ROANOKE TIMES

                         Roanoke Times
                 Copyright (c) 1995, Landmark Communications, Inc.

DATE: THURSDAY, September 22, 1994                   TAG: 9409240031
SECTION: NATIONAL/INTERNATIONAL                    PAGE: A-6   EDITION: METRO 
SOURCE: Associated Press
DATELINE: CHICAGO                                LENGTH: Short


COMPUTER CHIP TO SPEED GENETIC STUDY

Researchers have developed a computer ``superchip'' they say will rapidly speed up deciphering of the human genetic code and eventually could help doctors treat congenital diseases before they develop.

Scientists at the Argonne National Laboratory near Chicago came up with the technology to produce the chip, unveiled Wednesday.

Argonne, whose work was paid for by the Energy Department, is one of 350 labs involved in the $3 billion Human Genome Project, a global effort to locate and describe the function of each of the 100,000 genes found in a human cell.

With the new technology, that process could be completed several years ahead of the 2005 target date for only $300 million, one-tenth of the projected cost, said Radoje Drmanac, a researcher at Hyseq Inc.
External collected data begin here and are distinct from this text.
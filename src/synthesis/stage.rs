use image::RgbImage;
use tracing::{debug, warn};

use crate::controls::AgeControls;
use crate::error::InferenceError;
use crate::face_parsing::LabelMap;
use crate::frame::ProcessingMode;
use crate::synthesis::{identity_blend, AgeSynthesizer};

pub const DEFAULT_HYBRID_WEIGHT: f32 = 0.5;

/// Picks a concrete variant for `Auto`.
///
/// Diffusion is only chosen for frames whose longer side is at most half of
/// `max_resolution` and when the controls do not ask for temporal stability.
pub fn auto_select(frame_width: u32, frame_height: u32, controls: &AgeControls, max_resolution: u32) -> ProcessingMode {
    let longest = frame_width.max(frame_height);
    if longest <= max_resolution / 2 && controls.temporal_stability < 0.5 {
        ProcessingMode::Diffusion
    } else {
        ProcessingMode::Feedforward
    }
}

/// Holds both synthesis variants and resolves Hybrid / Auto between them.
pub struct SynthesisStage {
    feedforward: Box<dyn AgeSynthesizer>,
    diffusion: Box<dyn AgeSynthesizer>,
    hybrid_weight: f32,
    max_resolution: u32,
}

impl SynthesisStage {
    pub fn new(feedforward: Box<dyn AgeSynthesizer>, diffusion: Box<dyn AgeSynthesizer>) -> SynthesisStage {
        SynthesisStage {
            feedforward,
            diffusion,
            hybrid_weight: DEFAULT_HYBRID_WEIGHT,
            max_resolution: 2048,
        }
    }

    /// Diffusion share of the Hybrid result, clamped to [0, 1].
    pub fn with_hybrid_weight(mut self, weight: f32) -> SynthesisStage {
        self.hybrid_weight = if weight.is_nan() { DEFAULT_HYBRID_WEIGHT } else { weight.clamp(0.0, 1.0) };
        self
    }

    pub fn with_max_resolution(mut self, max_resolution: u32) -> SynthesisStage {
        self.max_resolution = max_resolution;
        self
    }

    pub fn hybrid_weight(&self) -> f32 {
        self.hybrid_weight
    }

    /// Replaces `Auto` with the variant chosen for a frame of the given size.
    pub fn resolve(&self, mode: ProcessingMode, frame_width: u32, frame_height: u32, controls: &AgeControls) -> ProcessingMode {
        match mode {
            ProcessingMode::Auto => auto_select(frame_width, frame_height, controls, self.max_resolution),
            other => other,
        }
    }

    /// Runs the variant for `mode`. `Auto` is resolved against the crop size
    /// when the caller has not resolved it against the frame already.
    pub fn synthesize(
        &self,
        mode: ProcessingMode,
        crop: &RgbImage,
        controls: &AgeControls,
        parsing: Option<&LabelMap>,
    ) -> Result<RgbImage, InferenceError> {
        match mode {
            ProcessingMode::Feedforward => self.feedforward.synthesize(crop, controls, parsing),
            ProcessingMode::Diffusion => self.diffusion.synthesize(crop, controls, parsing),
            ProcessingMode::Hybrid => self.hybrid(crop, controls, parsing),
            // auto_select only yields Feedforward or Diffusion
            ProcessingMode::Auto => {
                let chosen = auto_select(crop.width(), crop.height(), controls, self.max_resolution);
                self.synthesize(chosen, crop, controls, parsing)
            }
        }
    }

    fn hybrid(
        &self,
        crop: &RgbImage,
        controls: &AgeControls,
        parsing: Option<&LabelMap>,
    ) -> Result<RgbImage, InferenceError> {
        let ff = self.feedforward.synthesize(crop, controls, parsing);
        let diff = self.diffusion.synthesize(crop, controls, parsing);

        let (ff, diff) = match (ff, diff) {
            (Ok(a), Ok(b)) => (a, b),
            (Ok(a), Err(e)) => {
                warn!("hybrid: diffusion failed, using crop in its place: {}", e);
                (a, crop.clone())
            }
            (Err(e), Ok(b)) => {
                warn!("hybrid: feedforward failed, using crop in its place: {}", e);
                (crop.clone(), b)
            }
            (Err(e), Err(_)) => return Err(e),
        };
        debug!("hybrid blend with diffusion weight {:.2}", self.hybrid_weight);

        // ff * (1 - w) + diff * w
        Ok(identity_blend(&ff, &diff, 1.0 - self.hybrid_weight))
    }
}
The Sunnyvale, Calif., biotechnology company has the patent to make the computer chip.

Genes are the basic unit of heredity. Each contains a specific sequence of DNA that determines a human's individual characteristics.

Hyseq expects to have ``sequenced,'' or identified, the specific order of the DNA within each of 15,000 genes by 1997. In 20 years, only 5,000 genes have been sequenced worldwide, Hyseq said.

Argonne's agreement with Hyseq ``marks a major milestone for commercial applications of the Human Genome Project that will have far-reaching impact on human and veterinary medicine, as well as agriculture,'' said Harvey Drucker, Argonne's associate laboratory director.

Gene sequencing enables scientists to study a gene's function and develop treatments for diseases linked to flawed genes, such as some birth defects and cancer.